A business event is a customer-initiated business-critical notification used to trigger downstream processes in real time. 

Event publisher

An event publisher is a Fabric item such as Eventstream, Notebook, Spark job, or User Data Function that you configure to send business events.

Event consumer

An event consumer is a Fabric item that subscribes to a business event and processes it for downstream actions, analytics, workflows, or notifications.

Event schema registry

Schema Registry in Fabric Real-Time hub is a centralized repository that stores and manages event schemas. It ensures consistency and validation across business events publishers and consumers. The registry governs schema versions and ___domain alignment via schema sets. Centralized schema versioning enables safe evolution of event contracts while mitigating schema drift, ensuring that both publishers and consumers can validate payloads as schemas evolve over time.

Event schema set

An event schema set is a logical grouping of event schemas that represent a ___domain or business context.

Event schema

A schema describes the structure of each event payload, including fields, types, required properties, metadata, and envelope requirements. This structure defines a repeatable pattern of events that share the same business meaning (for example, InventoryMovement, PriceChanged, ShipmentDeparted). In other words, the event schema is a conceptual definition that publishers and consumers use to send and subscribe to business events.

Event payload

The business-specific content of the event, defined by the schema.

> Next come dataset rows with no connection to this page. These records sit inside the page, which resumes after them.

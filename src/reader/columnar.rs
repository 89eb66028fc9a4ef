use async_trait::async_trait;
use byteorder::{LittleEndian, ReadBytesExt};
use parquet::file::reader::SerializedFileReader;
use parquet::record::reader::RowIter;
use std::fs::File;
use std::io::{Read, Seek, SeekFrom};
use std::iter::Peekable;
use std::path::Path;
use std::sync::Arc;
use tempfile::NamedTempFile;
use tracing::{debug, info};

use super::ChunkedReader;
use crate::error::{Error, Result};
use crate::io::RangeFetch;
use crate::record::materialize::columnar_row;
use crate::record::{ProcessingEntity, UniformRow};

const PARQUET_MAGIC: &[u8; 4] = b"PAR1";

/// Smallest valid file: leading magic, footer length, trailing magic
const MIN_PARQUET_SIZE: u64 = 12;

/// Reader for Parquet parts.
///
/// Parquet cannot be decoded from arbitrary byte windows, so the whole part
/// is downloaded into a temporary file on the first read and handed to the
/// codec. The temporary file lives as long as the reader.
pub struct ColumnarReader<F: RangeFetch> {
    fetcher: Arc<F>,
    entity: ProcessingEntity,
    rows: Option<Peekable<RowIter<'static>>>,
    download: Option<NamedTempFile>,
    exhausted: bool,
}

impl<F: RangeFetch> ColumnarReader<F> {
    pub fn new(fetcher: Arc<F>, entity: ProcessingEntity) -> Self {
        Self {
            fetcher,
            entity,
            rows: None,
            download: None,
            exhausted: false,
        }
    }

    async fn open(&mut self) -> Result<()> {
        let download = NamedTempFile::new()?;
        let written = self
            .fetcher
            .fetch_to_file(&self.entity.href, download.path())
            .await?;
        info!(
            "Downloaded {} ({} bytes) to {}",
            self.entity.href,
            written,
            download.path().display()
        );

        validate_footer(&self.entity.href, download.path())?;

        let reader = SerializedFileReader::new(download.reopen()?)?;
        let rows = reader.into_iter().peekable();
        self.rows = Some(rows);
        self.download = Some(download);
        Ok(())
    }
}

/// Check the Parquet framing before handing the file to the codec
fn validate_footer(href: &str, path: &Path) -> Result<()> {
    let mut file = File::open(path)?;
    let len = file.metadata()?.len();
    if len < MIN_PARQUET_SIZE {
        return Err(Error::protocol(
            href,
            format!("{} bytes is too short for a parquet file", len),
        ));
    }

    let mut head = [0u8; 4];
    file.read_exact(&mut head)?;

    file.seek(SeekFrom::End(-8))?;
    let metadata_len = file.read_u32::<LittleEndian>()? as u64;
    let mut tail = [0u8; 4];
    file.read_exact(&mut tail)?;

    if &head != PARQUET_MAGIC || &tail != PARQUET_MAGIC {
        return Err(Error::protocol(href, "missing PAR1 magic"));
    }
    if metadata_len > len - MIN_PARQUET_SIZE {
        return Err(Error::protocol(
            href,
            format!(
                "footer claims {} metadata bytes in a {} byte file",
                metadata_len, len
            ),
        ));
    }
    Ok(())
}

#[async_trait]
impl<F: RangeFetch + 'static> ChunkedReader for ColumnarReader<F> {
    async fn read(&mut self, budget: usize) -> Result<Vec<UniformRow>> {
        if self.exhausted {
            return Ok(Vec::new());
        }
        if self.rows.is_none() {
            self.open().await?;
        }
        let Some(rows) = self.rows.as_mut() else {
            return Ok(Vec::new());
        };

        let mut out = Vec::with_capacity(budget.min(4096));
        while out.len() < budget {
            match rows.next() {
                Some(record) => out.push(columnar_row(&record?)),
                None => break,
            }
        }

        if rows.peek().is_none() {
            debug!("{}: codec has no rows left", self.entity.href);
            self.exhausted = true;
            self.rows = None;
            self.download = None;
        }
        Ok(out)
    }

    fn has_more(&self) -> bool {
        !self.exhausted
    }

    fn error_count(&self) -> u64 {
        0
    }
}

Nested objects are allowed but might be encoded as strings depending on integration constraints.

CloudEvents 1.0 compatibility

Think of CloudEvents 1.0 as a standard envelope that every business event must use. It doesn't change your business data. It simply defines a common set of properties so any tool can understand where the event came from, what type it is, and when it happened.

This standardization helps business events move cleanly through different systems in Fabric, Azure, and beyond.